As the Roads comes equipped, it doesn’t quite mimic the equipment the RK carries, but the Cross Roads also retails for $2K less than the $16,999 Road King in Vivid Black color scheme – other color choices raise the King’s base price. The Victory also comes with cruise control as standard (same on the Country), where H-D charges an additional $295 for that feature.
Another, more expensive option is available in the Road King Classic.
The RK Classic uses leather bags instead of the hard shell units on the standard RK, but the addition of Harley's new PowerPak (103 c.i., ABS and security system), whitewall tires and wire spoke wheels adds approximately $2500 beyond the standard Road King's tag, meaning the Classic ($19,499) is $4500 beyond the Cross Roads' starting price. Yeah, figured that'd get your attention.
If you’re really keen on the base Road King’s standard goods of windshield, hard saddlebags and chrome tubular steel highway bars/engine guard, there’s a way to get a Cross Roads equipped in similar fashion.
Using what Victory calls its Cross Roads Core Custom program, you can build your Cross Roads online or at a dealer by selecting the aforementioned windshield for $550, hardbags for an extra $300 (listed separately for a grand) and highway bars for $350. For another $350 you can select crash-protecting bars for the hardbags.

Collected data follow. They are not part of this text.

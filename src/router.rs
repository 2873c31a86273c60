//! Message Router
//!
//! Dispatches decoded inbound frames by their `type` tag:
//!
//! | Type               | Handler                                   |
//! |--------------------|-------------------------------------------|
//! | `DATA_UPDATE`      | store readings in `LiveDataStore`         |
//! | `SUBSCRIPTION_ACK` | complete the pending subscribe            |
//! | `DEVICE_STATUS`    | update the device status table            |
//! | `HEARTBEAT`        | record latency and echo it back           |
//! | `ALERT`, `ERROR`   | publish as `MonitorEvent`                 |
//!
//! Frames that fail to decode are logged and dropped.

use chrono::Utc;
use serde::Serialize;
use tokio::sync::broadcast;

use crate::connection::ConnectionManager;
use crate::live::LiveDataStore;
use crate::metrics::PerformanceMonitor;
use crate::protocol::{
    DataUpdate, DeviceStatus, Heartbeat, Inbound, InboundMessage, MessageCodec, MessageType,
    Outbound, ServerError,
};
use crate::subscription::SubscriptionRegistry;

/// Notable inbound events, published to any listener
#[derive(Debug, Clone, PartialEq, Serialize)]
#[serde(tag = "event", rename_all = "snake_case")]
pub enum MonitorEvent {
    DataUpdate { device_id: String, readings: usize },
    Alert { payload: serde_json::Value },
    DeviceStatus { device_id: String, status: String },
    SubscriptionAcknowledged { request_id: String, subscription_id: String },
    ServerError { code: String, message: String },
}

/// Routes inbound frames to their handlers
#[derive(Clone)]
pub struct MessageRouter {
    codec: MessageCodec,
    connection: ConnectionManager,
    subscriptions: SubscriptionRegistry,
    live: LiveDataStore,
    performance: PerformanceMonitor,
    events: broadcast::Sender<MonitorEvent>,
}

impl MessageRouter {
    pub fn new(
        connection: ConnectionManager,
        subscriptions: SubscriptionRegistry,
        live: LiveDataStore,
        performance: PerformanceMonitor,
        event_capacity: usize,
    ) -> Self {
        let (events, _) = broadcast::channel(event_capacity.max(1));
        Self {
            codec: MessageCodec::new(),
            connection,
            subscriptions,
            live,
            performance,
            events,
        }
    }

    /// Listen for routed events
    pub fn events(&self) -> broadcast::Receiver<MonitorEvent> {
        self.events.subscribe()
    }

    /// Route one text frame; returns the handled type, or `None` if dropped
    pub async fn route(&self, text: &str) -> Option<MessageType> {
        self.route_at(text, Utc::now().timestamp_millis()).await
    }

    /// Route one text frame as if received at `now` (epoch ms)
    pub async fn route_at(&self, text: &str, now: i64) -> Option<MessageType> {
        let message = match self.codec.decode(text) {
            Ok(message) => message,
            Err(e) => {
                tracing::warn!(error = %e, bytes = text.len(), "Dropping malformed message");
                self.performance.record_dropped().await;
                return None;
            }
        };

        let kind = message.body.kind();
        self.dispatch(message, now).await;
        self.performance.record_message().await;
        Some(kind)
    }

    async fn dispatch(&self, message: InboundMessage, now: i64) {
        let InboundMessage { meta, body } = message;

        match body {
            Inbound::DataUpdate(update) => self.on_data_update(update).await,
            Inbound::SubscriptionAck(ack) => match meta.request_id {
                Some(request_id) => {
                    if self
                        .subscriptions
                        .acknowledge(&request_id, &ack.subscription_id)
                        .await
                    {
                        self.publish(MonitorEvent::SubscriptionAcknowledged {
                            request_id,
                            subscription_id: ack.subscription_id,
                        });
                    }
                }
                None => {
                    tracing::debug!(subscription_id = %ack.subscription_id, "Ack without request id");
                }
            },
            Inbound::DeviceStatus(status) => self.on_device_status(status, meta.timestamp).await,
            Inbound::Heartbeat(heartbeat) => self.on_heartbeat(heartbeat, now).await,
            Inbound::Alert(payload) => {
                tracing::info!(message_id = %meta.message_id, "Alert received");
                self.publish(MonitorEvent::Alert { payload });
            }
            Inbound::Error(ServerError { code, message }) => {
                tracing::warn!(code = %code, message = %message, "Server reported error");
                self.publish(MonitorEvent::ServerError { code, message });
            }
        }
    }

    async fn on_data_update(&self, update: DataUpdate) {
        let DataUpdate { device_id, data } = update;
        let stored = self.live.ingest(&device_id, data).await;
        self.publish(MonitorEvent::DataUpdate {
            device_id,
            readings: stored,
        });
    }

    async fn on_device_status(&self, status: DeviceStatus, timestamp: i64) {
        self.live
            .update_device_status(&status.device_id, &status.status, timestamp)
            .await;
        tracing::debug!(device_id = %status.device_id, status = %status.status, "Device status");
        self.publish(MonitorEvent::DeviceStatus {
            device_id: status.device_id,
            status: status.status,
        });
    }

    async fn on_heartbeat(&self, heartbeat: Heartbeat, now: i64) {
        let latency = heartbeat.round_trip(now);
        self.performance.record_latency(latency).await;

        let echo = Outbound::Heartbeat(Heartbeat {
            client_timestamp: heartbeat.client_timestamp,
            server_timestamp: heartbeat.server_timestamp,
            latency: Some(latency),
        });
        if let Err(e) = self.connection.send(&echo, None).await {
            tracing::debug!(error = %e, "Heartbeat echo not sent");
        }
    }

    fn publish(&self, event: MonitorEvent) {
        // No listeners is fine
        let _ = self.events.send(event);
    }
}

So, equipping a Cross Roads similarly to a Road King certainly will boost the Roads’ base MSRP of $14,999, pushing it to within roughly $450 to $800 of the Harley’s price tag – depending on the number of add-ons for the Vic. But a key distinction remains in that the Victory comes with a 106 cubic-inch engine, while the standard Road King employs a 96-incher.
Dyno testing in this year’s Bagger Shootout revealed the Vic Twin churned out nearly 89 ft-lbs, while the Harley Street Glide – equipped with a larger 103 c.i. engine as part of the $1995 optional PowerPak – managed only 81.4 ft-lbs. Furthermore, the Victory hit peak torque later in its rev range and carried the power advantage farther compared to when and for how long the Harley achieved its peak.
Despite the obvious comparison of Victory to Harley, another player worthy of consideration waits patiently in the shadows.
Although Kawasaki's Vulcan 1700 cruiser platform consumes but a fraction of the bagger sub-segment dominated by Harley, the Vulcan 1700 Classic LT is an oft-overlooked contender in what is quickly becoming an American vs. American battle.
The Vulcan's 103 c.i. Twin is a bit less engine (1700cc vs. 1731cc for the CR) than what the Victory brings to the game, however, the Kawi's Twin does benefit from liquid-cooling. The soft-leather-bag bagger from Team Green also comes with a windshield as standard, and retails for $14,199 – an $800 savings compared to the Cross Roads.
In our recent Bagger Shootout, we dubbed the Country as the bike offering the most bang for the buck. Considering the Roads’ intended American competition, there’s no reason we couldn’t say the same for this other Cross model from Victory.